A Musical About Bipolar? It's a Hit on Broadway and Twitter
When my friend was diagnosed with bipolar last year, I didn't know much about it. Now I know that there are different types, and she has a type known as bipolar II, which is a milder form of the condition. It's treatable with medications and cognitive behavioral therapy, and doing things like writing in a journal can help. Although I've known her for years and knew she sometimes went through periods of depression, we never really talked about them.
Mental illness is a subject most people don't talk about, let alone watch on Broadway.

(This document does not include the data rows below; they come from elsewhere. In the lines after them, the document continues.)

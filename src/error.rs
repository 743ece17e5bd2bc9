//! Errors that stop a run before or outside the step pipeline.
//!
//! Failures inside the pipeline are [`StepError`](crate::steps::StepError)s
//! and are classified per step; see [`pipeline`](crate::pipeline).

use thiserror::Error;

/// Exit code when not running as root.
pub const EXIT_PRIVILEGE: i32 = 1;

#[derive(Debug, Error)]
pub enum RunError {
    #[error("hostprep must be run as root (try sudo, or --dry-run)")]
    Privilege,

    #[error(transparent)]
    Arguments(#[from] clap::Error),
}

impl RunError {
    pub fn exit_code(&self) -> i32 {
        match self {
            RunError::Privilege => EXIT_PRIVILEGE,
            RunError::Arguments(err) => err.exit_code(),
        }
    }
}
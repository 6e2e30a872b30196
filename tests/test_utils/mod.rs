//! Test utilities for integration tests
use std::sync::Arc;

use sofai::chat::{ConversationController, ExchangeClient, SqliteStore};
use sofai::core::AppConfig;
use tempfile::TempDir;

/// A controller wired to a real `ExchangeClient` pointed at
/// `api_base_url`, storing its session in a throwaway sqlite db.
///
/// Keep the returned `TempDir` alive for the duration of the test.
pub async fn test_controller(
    api_base_url: &str,
) -> (ConversationController, Arc<ExchangeClient>, TempDir) {
    let dir = tempfile::tempdir().expect("Failed to create temp dir");
    let config = AppConfig::new(api_base_url)
        .with_api_key("test-api-key")
        .with_storage_path(dir.path().to_str().unwrap());

    let store = SqliteStore::open(&config.db_path())
        .await
        .expect("Failed to open sqlite store");
    let client =
        Arc::new(ExchangeClient::new(config, Arc::new(store)).expect("Invalid test config"));
    let controller = ConversationController::new(client.clone());

    (controller, client, dir)
}
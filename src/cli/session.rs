use anyhow::Result;

use crate::chat::ExchangeClient;

pub async fn run(client: &ExchangeClient) -> Result<()> {
    println!("{}", client.session_id().await?);
    Ok(())
}
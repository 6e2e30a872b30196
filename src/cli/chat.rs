use std::sync::Arc;

use anyhow::Result;
use rustyline::DefaultEditor;
use rustyline::error::ReadlineError;

use crate::chat::{ConversationController, ExchangeClient, Role, Submission, Turn};

pub fn render_turn(turn: &Turn) -> String {
    match turn.role() {
        Role::User => format!(">>> {}", turn.text()),
        Role::Assistant => turn.text().to_string(),
    }
}

pub async fn run(client: ExchangeClient, restore_history: bool) -> Result<()> {
    let mut rl = DefaultEditor::new()?;
    let client = Arc::new(client);
    let controller = ConversationController::new(client.clone());

    if restore_history {
        let turns = load_history(&client).await;
        for turn in turns.iter() {
            println!("{}", render_turn(turn));
        }
        controller.restore(turns);
    }

    repl(&mut rl, controller).await
}

/// Server side history, or an empty conversation when the backend
/// can't provide it.
pub async fn load_history(client: &ExchangeClient) -> Vec<Turn> {
    match client.history().await {
        Ok(turns) => turns,
        Err(err) => {
            tracing::warn!(kind = err.kind(), "Starting without history: {}", err);
            Vec::new()
        }
    }
}

async fn repl(rl: &mut DefaultEditor, controller: ConversationController) -> Result<()> {
    loop {
        let readline = rl.readline(">>> ");
        match readline {
            Ok(line) => {
                controller.set_input(&line);
                let _ = rl.add_history_entry(line.as_str());

                match controller.submit_input().await {
                    Submission::Skipped => continue,
                    Submission::Delivered | Submission::Failed => {
                        // The reply is always the last turn
                        if let Some(turn) = controller.turns().last() {
                            println!("{}", render_turn(turn));
                        }
                    }
                }
            }
            Err(ReadlineError::Interrupted) => break,
            Err(ReadlineError::Eof) => break,
            Err(err) => {
                println!("Error: {:?}", err);
                break;
            }
        }
    }

    Ok(())
}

But Next to Normal, the show that deals with it, bravely and powerfully, is doing so in a phenomenal way, both onstage and online. Fans coming back for repeat performances line up afterwards to share how they relate to a character who has bipolar, a suburban housewife named Diana Goodman (played by Tony-winning Alice Ripley). Hers is a fragmented reality, shared by her family: husband Dan, and children, Natalie and Gabe. We see the impact of her illness on each of them, in her daughter's relationship with her boyfriend, Henry, and her husband, who sits up at night.
A rock musical about bipolar--that's a first, but also the first to have a Twitter version? And like its sold-out performances, N2NBroadway is attracting followers online, over 550,000 of them, in fact, and growing. More than a Broadway musical, Next to Normal has become an interactive experience, with lyricist and playwright Brian Yorkey and composer Tom Kitt, winners for Best Original Score, inviting fans to collaborate with them on a new original song. As their "tweeps" now debate who should sing the song and why, it seems that Next to Normal has suddenly got everyone talking about mental illness.
A national tour is in the works too, planned for fall 2010.